#### DATA RECORDS
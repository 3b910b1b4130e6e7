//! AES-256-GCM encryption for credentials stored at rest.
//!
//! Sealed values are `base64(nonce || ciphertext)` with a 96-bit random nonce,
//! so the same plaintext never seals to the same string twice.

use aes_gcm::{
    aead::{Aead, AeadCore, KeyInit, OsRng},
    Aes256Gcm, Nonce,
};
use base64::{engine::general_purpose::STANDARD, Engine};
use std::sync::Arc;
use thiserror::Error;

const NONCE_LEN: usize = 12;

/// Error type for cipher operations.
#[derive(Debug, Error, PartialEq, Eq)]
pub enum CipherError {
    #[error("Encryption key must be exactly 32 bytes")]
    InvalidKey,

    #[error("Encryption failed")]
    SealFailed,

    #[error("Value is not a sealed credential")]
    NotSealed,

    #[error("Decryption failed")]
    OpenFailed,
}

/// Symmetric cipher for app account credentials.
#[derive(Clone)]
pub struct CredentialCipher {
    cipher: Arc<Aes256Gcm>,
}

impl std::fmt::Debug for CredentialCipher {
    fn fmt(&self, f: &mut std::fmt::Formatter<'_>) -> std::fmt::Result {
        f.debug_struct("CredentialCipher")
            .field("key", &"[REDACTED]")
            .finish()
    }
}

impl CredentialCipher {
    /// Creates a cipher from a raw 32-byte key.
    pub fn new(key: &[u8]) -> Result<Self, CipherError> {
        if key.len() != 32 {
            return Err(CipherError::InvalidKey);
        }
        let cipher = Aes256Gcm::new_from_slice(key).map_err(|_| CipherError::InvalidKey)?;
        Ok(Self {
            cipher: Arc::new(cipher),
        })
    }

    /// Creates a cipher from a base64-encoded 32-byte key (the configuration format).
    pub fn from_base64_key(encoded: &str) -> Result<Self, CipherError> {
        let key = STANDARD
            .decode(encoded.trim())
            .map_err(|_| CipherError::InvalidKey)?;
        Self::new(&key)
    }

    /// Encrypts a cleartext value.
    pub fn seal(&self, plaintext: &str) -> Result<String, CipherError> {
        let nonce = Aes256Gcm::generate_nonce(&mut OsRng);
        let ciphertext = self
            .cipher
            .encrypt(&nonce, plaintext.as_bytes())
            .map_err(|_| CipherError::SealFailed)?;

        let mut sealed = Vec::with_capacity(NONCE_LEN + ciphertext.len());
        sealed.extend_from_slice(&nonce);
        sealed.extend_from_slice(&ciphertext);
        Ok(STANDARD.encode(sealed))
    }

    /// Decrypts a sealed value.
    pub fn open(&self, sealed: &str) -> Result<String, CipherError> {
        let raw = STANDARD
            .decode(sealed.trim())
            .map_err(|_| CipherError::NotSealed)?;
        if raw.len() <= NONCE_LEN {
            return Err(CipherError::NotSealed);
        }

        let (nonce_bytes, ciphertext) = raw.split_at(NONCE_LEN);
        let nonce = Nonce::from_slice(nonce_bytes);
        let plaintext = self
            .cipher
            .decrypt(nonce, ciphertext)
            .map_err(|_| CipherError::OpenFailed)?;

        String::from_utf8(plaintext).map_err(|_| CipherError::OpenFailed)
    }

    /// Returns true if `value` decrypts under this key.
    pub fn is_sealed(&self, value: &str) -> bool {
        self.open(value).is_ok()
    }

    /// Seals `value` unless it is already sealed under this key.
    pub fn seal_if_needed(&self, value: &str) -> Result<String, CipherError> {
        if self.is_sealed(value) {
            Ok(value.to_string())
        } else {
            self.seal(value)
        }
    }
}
########
(EXERCISE REQUIREMENTS):
The answer must be all of the entries, restated exactly.

(TASK OUTPUT):
repository 3b910b1b4130e6e7
//! AES-256-GCM encryption for credentials stored at rest.
//!
//! Sealed values are `base64(nonce || ciphertext)` with a 96-bit random nonce,
//! so the same plaintext never seals to the same string twice.

use aes_gcm::{
    aead::{Aead, AeadCore, KeyInit, OsRng},
    Aes256Gcm, Nonce,
};
use base64::{engine::general_purpose::STANDARD, Engine};
use std::sync::Arc;
use thiserror::Error;

const NONCE_LEN: usize = 12;

/// Error type for cipher operations.
#[derive(Debug, Error, PartialEq, Eq)]
pub enum CipherError {
    #[error("Encryption key must be exactly 32 bytes")]
    InvalidKey,

    #[error("Encryption failed")]
    SealFailed,

    #[error("Value is not a sealed credential")]
    NotSealed,

    #[error("Decryption failed")]
    OpenFailed,
}

/// Symmetric cipher for app account credentials.
#[derive(Clone)]
pub struct CredentialCipher {
    cipher: Arc<Aes256Gcm>,
}

impl std::fmt::Debug for CredentialCipher {
    fn fmt(&self, f: &mut std::fmt::Formatter<'_>) -> std::fmt::Result {
        f.debug_struct("CredentialCipher")
            .field("key", &"[REDACTED]")
            .finish()
    }
}

impl CredentialCipher {
    /// Creates a cipher from a raw 32-byte key.
    pub fn new(key: &[u8]) -> Result<Self, CipherError> {
        if key.len() != 32 {
            return Err(CipherError::InvalidKey);
        }
        let cipher = Aes256Gcm::new_from_slice(key).map_err(|_| CipherError::InvalidKey)?;
        Ok(Self {
            cipher: Arc::new(cipher),
        })
    }

    /// Creates a cipher from a base64-encoded 32-byte key (the configuration format).
    pub fn from_base64_key(encoded: &str) -> Result<Self, CipherError> {
        let key = STANDARD
            .decode(encoded.trim())
            .map_err(|_| CipherError::InvalidKey)?;
        Self::new(&key)
    }

    /// Encrypts a cleartext value.
    pub fn seal(&self, plaintext: &str) -> Result<String, CipherError> {
        let nonce = Aes256Gcm::generate_nonce(&mut OsRng);
        let ciphertext = self
            .cipher
            .encrypt(&nonce, plaintext.as_bytes())
            .map_err(|_| CipherError::SealFailed)?;

        let mut sealed = Vec::with_capacity(NONCE_LEN + ciphertext.len());
        sealed.extend_from_slice(&nonce);
        sealed.extend_from_slice(&ciphertext);
        Ok(STANDARD.encode(sealed))
    }

    /// Decrypts a sealed value.
    pub fn open(&self, sealed: &str) -> Result<String, CipherError> {
        let raw = STANDARD
            .decode(sealed.trim())
            .map_err(|_| CipherError::NotSealed)?;
        if raw.len() <= NONCE_LEN {
            return Err(CipherError::NotSealed);
        }

        let (nonce_bytes, ciphertext) = raw.split_at(NONCE_LEN);
        let nonce = Nonce::from_slice(nonce_bytes);
        let plaintext = self
            .cipher
            .decrypt(nonce, ciphertext)
            .map_err(|_| CipherError::OpenFailed)?;

        String::from_utf8(plaintext).map_err(|_| CipherError::OpenFailed)
    }

    /// Returns true if `value` decrypts under this key.
    pub fn is_sealed(&self, value: &str) -> bool {
        self.open(value).is_ok()
    }

    /// Seals `value` unless it is already sealed under this key.
    pub fn seal_if_needed(&self, value: &str) -> Result<String, CipherError> {
        if self.is_sealed(value) {
            Ok(value.to_string())
        } else {
            self.seal(value)
        }
    }
}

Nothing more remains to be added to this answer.